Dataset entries

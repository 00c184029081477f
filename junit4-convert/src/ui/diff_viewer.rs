// junit4-convert/src/ui/diff_viewer.rs
//! Unified diff between the original and the converted source.
//!
//! Removed lines are red, added lines green, hunk headers cyan.

use diffy::{Line as DiffLine, create_patch};
use owo_colors::OwoColorize;
use std::io::{self, Write};

/// Writes a unified diff of `original` against `converted`.
///
/// `label` names the file in the `---`/`+++` header lines.
pub fn print_diff<W: Write>(
    original: &str,
    converted: &str,
    label: &str,
    writer: &mut W,
    supports_color: bool,
) -> io::Result<()> {
    let patch = create_patch(original, converted);
    if patch.hunks().is_empty() {
        return writeln!(writer, "No changes detected.");
    }

    let old_header = format!("--- a/{}", label);
    let new_header = format!("+++ b/{}", label);
    if supports_color {
        writeln!(writer, "{}", old_header.bold())?;
        writeln!(writer, "{}", new_header.bold())?;
    } else {
        writeln!(writer, "{}", old_header)?;
        writeln!(writer, "{}", new_header)?;
    }

    for hunk in patch.hunks() {
        let old = hunk.old_range();
        let new = hunk.new_range();
        let header = format!("@@ -{},{} +{},{} @@", old.start(), old.len(), new.start(), new.len());
        if supports_color {
            writeln!(writer, "{}", header.cyan())?;
        } else {
            writeln!(writer, "{}", header)?;
        }

        for line_change in hunk.lines() {
            match line_change {
                DiffLine::Delete(s) => {
                    let line = format!("-{}", trim_newline(s));
                    if supports_color {
                        writeln!(writer, "{}", line.red())?;
                    } else {
                        writeln!(writer, "{}", line)?;
                    }
                }
                DiffLine::Insert(s) => {
                    let line = format!("+{}", trim_newline(s));
                    if supports_color {
                        writeln!(writer, "{}", line.green())?;
                    } else {
                        writeln!(writer, "{}", line)?;
                    }
                }
                DiffLine::Context(s) => {
                    writeln!(writer, " {}", trim_newline(s))?;
                }
            }
        }
    }

    Ok(())
}

fn trim_newline(line: &str) -> &str {
    line.strip_suffix('\n').unwrap_or(line)
}

#[cfg(test)]
mod tests {
    use super::*;

    fn render(original: &str, converted: &str) -> String {
        let mut buf = Vec::new();
        print_diff(original, converted, "FooTest.java", &mut buf, false).unwrap();
        String::from_utf8(buf).unwrap()
    }

    #[test]
    fn test_identical_input_reports_no_changes() {
        assert_eq!(render("a\nb\n", "a\nb\n"), "No changes detected.\n");
    }

    #[test]
    fn test_changed_lines_are_marked() {
        let out = render(
            "class A {\n    public void testX() {}\n}\n",
            "class A {\n\t@Test\n    public void testX() {}\n}\n",
        );
        assert!(out.starts_with("--- a/FooTest.java\n+++ b/FooTest.java\n@@ "));
        assert!(out.contains("\n+\t@Test\n"));
        assert!(out.contains("\n     public void testX() {}\n"));
        assert!(!out.contains("\n-"));
    }

    #[test]
    fn test_removed_lines_are_marked() {
        let out = render("import junit.framework.TestCase;\nclass A {}\n", "class A {}\n");
        assert!(out.contains("\n-import junit.framework.TestCase;\n"));
    }
}
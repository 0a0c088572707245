use crate::{
    Board, BurnError, Card, CardId, ChipColor, ConfigError, Deck, Event, EventBus, Hand,
    PlayError, Position, RngState, RulesConfig, Score, WildCardError,
};
use thiserror::Error;
use tracing::info;

mod cap;
mod turn;

pub use cap::{CapMode, CapOutcome, CapSelectionError};
pub use turn::TurnOutcome;

#[derive(Debug, Error)]
pub enum GameError {
    #[error("game is over: {0} has won")]
    GameOver(ChipColor),
    #[error("cap mode is active for {0}")]
    CapModeActive(ChipColor),
    #[error("cap mode is not active")]
    CapModeInactive,
    #[error("card {0} is not in the current player's hand")]
    CardNotInHand(CardId),
    #[error("a card was already burned this turn")]
    AlreadyBurned,
    #[error("{0} is not a wild card")]
    NotWildCard(Card),
    #[error("{0} is a wild card")]
    WildCardPlay(Card),
    #[error("choose whether the joker adds or removes a chip")]
    JokerActionRequired,
    #[error("chip at {0} belongs to the current player")]
    OwnChip(Position),
    #[error("{0} is not seated in this game")]
    NotSeated(ChipColor),
    #[error("invalid rules config: {0}")]
    Config(#[from] ConfigError),
    #[error("illegal play: {0}")]
    Play(#[from] PlayError),
    #[error("illegal wild card use: {0}")]
    Wild(#[from] WildCardError),
    #[error("cannot burn: {0}")]
    Burn(#[from] BurnError),
    #[error("cannot select cell: {0}")]
    CapSelection(#[from] CapSelectionError),
}

#[derive(Debug)]
pub struct Game {
    pub config: RulesConfig,
    pub rng: RngState,
    pub board: Board,
    pub deck: Deck,
    /// Indexed by seat, parallel to `config.players`.
    pub hands: Vec<Hand>,
    pub discard: Vec<Card>,
    pub capped_scores: Vec<Score>,
    current: usize,
    games_started: usize,
    burned_this_turn: bool,
    cap_mode: Option<CapMode>,
    winner: Option<ChipColor>,
}

impl Game {
    pub fn new(config: RulesConfig, rng: RngState) -> Result<Self, GameError> {
        config.validate()?;
        let hands = vec![Hand::new(); config.players.len()];
        Ok(Self {
            config,
            rng,
            board: Board::standard(),
            deck: Deck::initialize(),
            hands,
            discard: Vec::new(),
            capped_scores: Vec::new(),
            current: 0,
            games_started: 0,
            burned_this_turn: false,
            cap_mode: None,
            winner: None,
        })
    }

    pub fn new_game(&mut self, events: &mut EventBus) {
        self.board.reset();
        self.deck.reset(&mut self.rng);
        for hand in &mut self.hands {
            hand.clear();
        }
        self.discard.clear();
        self.capped_scores.clear();
        self.burned_this_turn = false;
        self.cap_mode = None;
        self.winner = None;

        let seats = self.config.players.len();
        self.current = self.games_started % seats;
        self.games_started += 1;
        for _ in 0..self.config.hand_size {
            for offset in 0..seats {
                let seat = (self.current + offset) % seats;
                if let Some(card) = self.deck.draw() {
                    self.hands[seat].add_card(card);
                }
            }
        }

        let starting = self.current_player();
        info!(%starting, seed = self.rng.seed(), "new game dealt");
        events.push(Event::GameStarted {
            starting,
            players: seats,
            deck_remaining: self.deck.len(),
        });
    }

    pub fn current_player(&self) -> ChipColor {
        self.config.players[self.current]
    }

    pub fn winner(&self) -> Option<ChipColor> {
        self.winner
    }

    pub fn has_burned_this_turn(&self) -> bool {
        self.burned_this_turn
    }

    pub fn cap_mode(&self) -> Option<&CapMode> {
        self.cap_mode.as_ref()
    }

    pub fn hand(&self, color: ChipColor) -> Option<&Hand> {
        let seat = self.config.seat_of(color)?;
        self.hands.get(seat)
    }

    pub fn current_hand(&self) -> &Hand {
        &self.hands[self.current]
    }

    pub fn capped_count(&self, color: ChipColor) -> usize {
        self.capped_scores
            .iter()
            .filter(|score| score.is_capped && score.color == color)
            .count()
    }

    fn ensure_active(&self) -> Result<(), GameError> {
        match self.winner {
            Some(color) => Err(GameError::GameOver(color)),
            None => Ok(()),
        }
    }

    fn ensure_can_play(&self) -> Result<(), GameError> {
        self.ensure_active()?;
        match &self.cap_mode {
            Some(mode) => Err(GameError::CapModeActive(mode.color())),
            None => Ok(()),
        }
    }

    fn held_card(&self, id: CardId) -> Result<Card, GameError> {
        self.current_hand()
            .get(id)
            .copied()
            .ok_or(GameError::CardNotInHand(id))
    }

    fn discard_from_hand(&mut self, id: CardId) {
        if let Some(card) = self.hands[self.current].remove_card(id) {
            self.discard.push(card);
        }
    }

    fn draw_for_current(&mut self, events: &mut EventBus) -> Option<Card> {
        let card = self.deck.draw()?;
        self.hands[self.current].add_card(card);
        events.push(Event::CardDrawn {
            color: self.current_player(),
            deck_remaining: self.deck.len(),
        });
        Some(card)
    }

    fn end_turn(&mut self, events: &mut EventBus) {
        let from = self.current_player();
        self.current = (self.current + 1) % self.config.players.len();
        self.burned_this_turn = false;
        events.push(Event::TurnPassed {
            from,
            to: self.current_player(),
        });
    }
}
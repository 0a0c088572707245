use serde::{Deserialize, Serialize};
use std::fmt;

pub type CardId = u32;

#[derive(Debug, Clone, Copy, Serialize, Deserialize, PartialEq, Eq, Hash, PartialOrd, Ord)]
pub enum Suit {
    Spades,
    Hearts,
    Clubs,
    Diamonds,
    Joker,
}

impl Suit {
    pub const STANDARD: [Suit; 4] = [Suit::Spades, Suit::Hearts, Suit::Clubs, Suit::Diamonds];
}

#[derive(Debug, Clone, Copy, Serialize, Deserialize, PartialEq, Eq, Hash, PartialOrd, Ord)]
pub enum Rank {
    Two,
    Three,
    Four,
    Five,
    Six,
    Seven,
    Eight,
    Nine,
    Ten,
    Jack,
    Queen,
    King,
    Ace,
    Joker,
}

impl Rank {
    pub const STANDARD: [Rank; 13] = [
        Rank::Two,
        Rank::Three,
        Rank::Four,
        Rank::Five,
        Rank::Six,
        Rank::Seven,
        Rank::Eight,
        Rank::Nine,
        Rank::Ten,
        Rank::Jack,
        Rank::Queen,
        Rank::King,
        Rank::Ace,
    ];

    pub fn is_court(self) -> bool {
        matches!(self, Rank::King | Rank::Queen)
    }
}

#[derive(Debug, Clone, Copy, Serialize, Deserialize, PartialEq, Eq, Hash)]
pub enum WildCardType {
    TwoEyedJack,
    OneEyedJack,
    Joker,
}

impl WildCardType {
    /// Diamonds and clubs jacks look at the player with both eyes; hearts and
    /// spades jacks are drawn in profile.
    pub fn for_card(suit: Suit, rank: Rank) -> Option<Self> {
        match (rank, suit) {
            (Rank::Joker, _) | (_, Suit::Joker) => Some(WildCardType::Joker),
            (Rank::Jack, Suit::Diamonds | Suit::Clubs) => Some(WildCardType::TwoEyedJack),
            (Rank::Jack, Suit::Hearts | Suit::Spades) => Some(WildCardType::OneEyedJack),
            _ => None,
        }
    }
}

#[derive(Debug, Clone, Copy, Serialize, Deserialize, PartialEq, Eq, Hash)]
pub struct Card {
    pub suit: Suit,
    pub rank: Rank,
    pub id: CardId,
    #[serde(default)]
    pub wild: Option<WildCardType>,
}

impl Card {
    pub fn standard(suit: Suit, rank: Rank, id: CardId) -> Self {
        Self {
            suit,
            rank,
            id,
            wild: WildCardType::for_card(suit, rank),
        }
    }

    pub fn joker(id: CardId) -> Self {
        Self::standard(Suit::Joker, Rank::Joker, id)
    }

    pub fn is_wild(&self) -> bool {
        self.wild.is_some()
    }
}

impl fmt::Display for Card {
    fn fmt(&self, f: &mut fmt::Formatter<'_>) -> fmt::Result {
        if self.rank == Rank::Joker {
            return write!(f, "Joker");
        }
        write!(f, "{:?} of {:?}", self.rank, self.suit)
    }
}
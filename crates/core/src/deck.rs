use crate::{Card, CardId, Rank, RngState, Suit};
use serde::{Deserialize, Serialize};

pub const CARDS_PER_DECK: usize = 52;
pub const DECKS_IN_GAME: usize = 2;
pub const JOKERS_IN_GAME: usize = 4;
pub const TOTAL_CARDS: usize = CARDS_PER_DECK * DECKS_IN_GAME + JOKERS_IN_GAME;

/// Draw pile. The top of the deck is the end of `cards`.
#[derive(Debug, Default, Clone, Serialize, Deserialize)]
pub struct Deck {
    pub cards: Vec<Card>,
}

impl Deck {
    pub fn initialize() -> Self {
        let mut cards = Vec::with_capacity(TOTAL_CARDS);
        let mut next_id: CardId = 0;
        for _ in 0..DECKS_IN_GAME {
            for suit in Suit::STANDARD {
                for rank in Rank::STANDARD {
                    cards.push(Card::standard(suit, rank, next_id));
                    next_id += 1;
                }
            }
        }
        for _ in 0..JOKERS_IN_GAME {
            cards.push(Card::joker(next_id));
            next_id += 1;
        }
        Self { cards }
    }

    pub fn len(&self) -> usize {
        self.cards.len()
    }

    pub fn is_empty(&self) -> bool {
        self.cards.is_empty()
    }

    pub fn shuffle(&mut self, rng: &mut RngState) {
        rng.shuffle(&mut self.cards);
    }

    pub fn draw(&mut self) -> Option<Card> {
        self.cards.pop()
    }

    pub fn draw_cards(&mut self, count: usize) -> Vec<Card> {
        let mut cards = Vec::with_capacity(count);
        for _ in 0..count {
            if let Some(card) = self.draw() {
                cards.push(card);
            } else {
                break;
            }
        }
        cards
    }

    pub fn reset(&mut self, rng: &mut RngState) {
        *self = Self::initialize();
        self.shuffle(rng);
    }
}
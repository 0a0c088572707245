use crate::{ChipColor, SCORES_TO_WIN};
use serde::{Deserialize, Serialize};
use std::collections::HashSet;
use thiserror::Error;

pub const MIN_PLAYERS: usize = 2;
pub const MAX_PLAYERS: usize = 4;
pub const INITIAL_HAND_SIZE: usize = 5;

#[derive(Debug, Clone, Serialize, Deserialize, PartialEq, Eq)]
pub struct RulesConfig {
    pub players: Vec<ChipColor>,
    #[serde(default = "default_hand_size")]
    pub hand_size: usize,
    #[serde(default = "default_scores_to_win")]
    pub scores_to_win: usize,
}

fn default_hand_size() -> usize {
    INITIAL_HAND_SIZE
}

fn default_scores_to_win() -> usize {
    SCORES_TO_WIN
}

#[derive(Debug, Clone, PartialEq, Eq, Error)]
pub enum ConfigError {
    #[error("expected {}..={} players, got {}", MIN_PLAYERS, MAX_PLAYERS, .0)]
    PlayerCount(usize),
    #[error("color {0} is seated twice")]
    DuplicateColor(ChipColor),
    #[error("hand size must be at least 1")]
    EmptyHand,
    #[error("scores to win must be at least 1")]
    NoWinThreshold,
}

impl Default for RulesConfig {
    fn default() -> Self {
        Self {
            players: vec![ChipColor::Red, ChipColor::Blue],
            hand_size: INITIAL_HAND_SIZE,
            scores_to_win: SCORES_TO_WIN,
        }
    }
}

impl RulesConfig {
    pub fn validate(&self) -> Result<(), ConfigError> {
        if !(MIN_PLAYERS..=MAX_PLAYERS).contains(&self.players.len()) {
            return Err(ConfigError::PlayerCount(self.players.len()));
        }
        let mut seen = HashSet::new();
        for color in &self.players {
            if !seen.insert(*color) {
                return Err(ConfigError::DuplicateColor(*color));
            }
        }
        if self.hand_size == 0 {
            return Err(ConfigError::EmptyHand);
        }
        if self.scores_to_win == 0 {
            return Err(ConfigError::NoWinThreshold);
        }
        Ok(())
    }

    pub fn seat_of(&self, color: ChipColor) -> Option<usize> {
        self.players.iter().position(|player| *player == color)
    }
}
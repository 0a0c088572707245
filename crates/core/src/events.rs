use crate::{Card, ChipColor, Position};
use serde::{Deserialize, Serialize};

#[derive(Debug, Clone, Serialize, Deserialize, PartialEq)]
pub enum Event {
    GameStarted {
        starting: ChipColor,
        players: usize,
        deck_remaining: usize,
    },
    ChipPlaced {
        color: ChipColor,
        pos: Position,
        card: Card,
    },
    ChipRemoved {
        by: ChipColor,
        owner: ChipColor,
        pos: Position,
        card: Card,
    },
    CardDrawn {
        color: ChipColor,
        deck_remaining: usize,
    },
    CardBurned {
        color: ChipColor,
        burned: Card,
        drawn: Card,
    },
    TurnPassed {
        from: ChipColor,
        to: ChipColor,
    },
    CapModeEntered { color: ChipColor },
    CapModeExited { color: ChipColor },
    ScoresCapped {
        color: ChipColor,
        score_ids: Vec<String>,
        total: usize,
    },
    GameWon { color: ChipColor },
}

#[derive(Debug, Default)]
pub struct EventBus {
    queue: Vec<Event>,
}

impl EventBus {
    pub fn push(&mut self, event: Event) {
        self.queue.push(event);
    }

    pub fn drain(&mut self) -> impl Iterator<Item = Event> + '_ {
        self.queue.drain(..)
    }

    pub fn is_empty(&self) -> bool {
        self.queue.is_empty()
    }
}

*Work request*.
Show every line above in which the word "import" appears.

*Answer box*.
        let out = render("import junit.framework.TestCase;\nclass A {}\n", "class A {}\n");
        assert!(out.contains("\n-import junit.framework.TestCase;\n"));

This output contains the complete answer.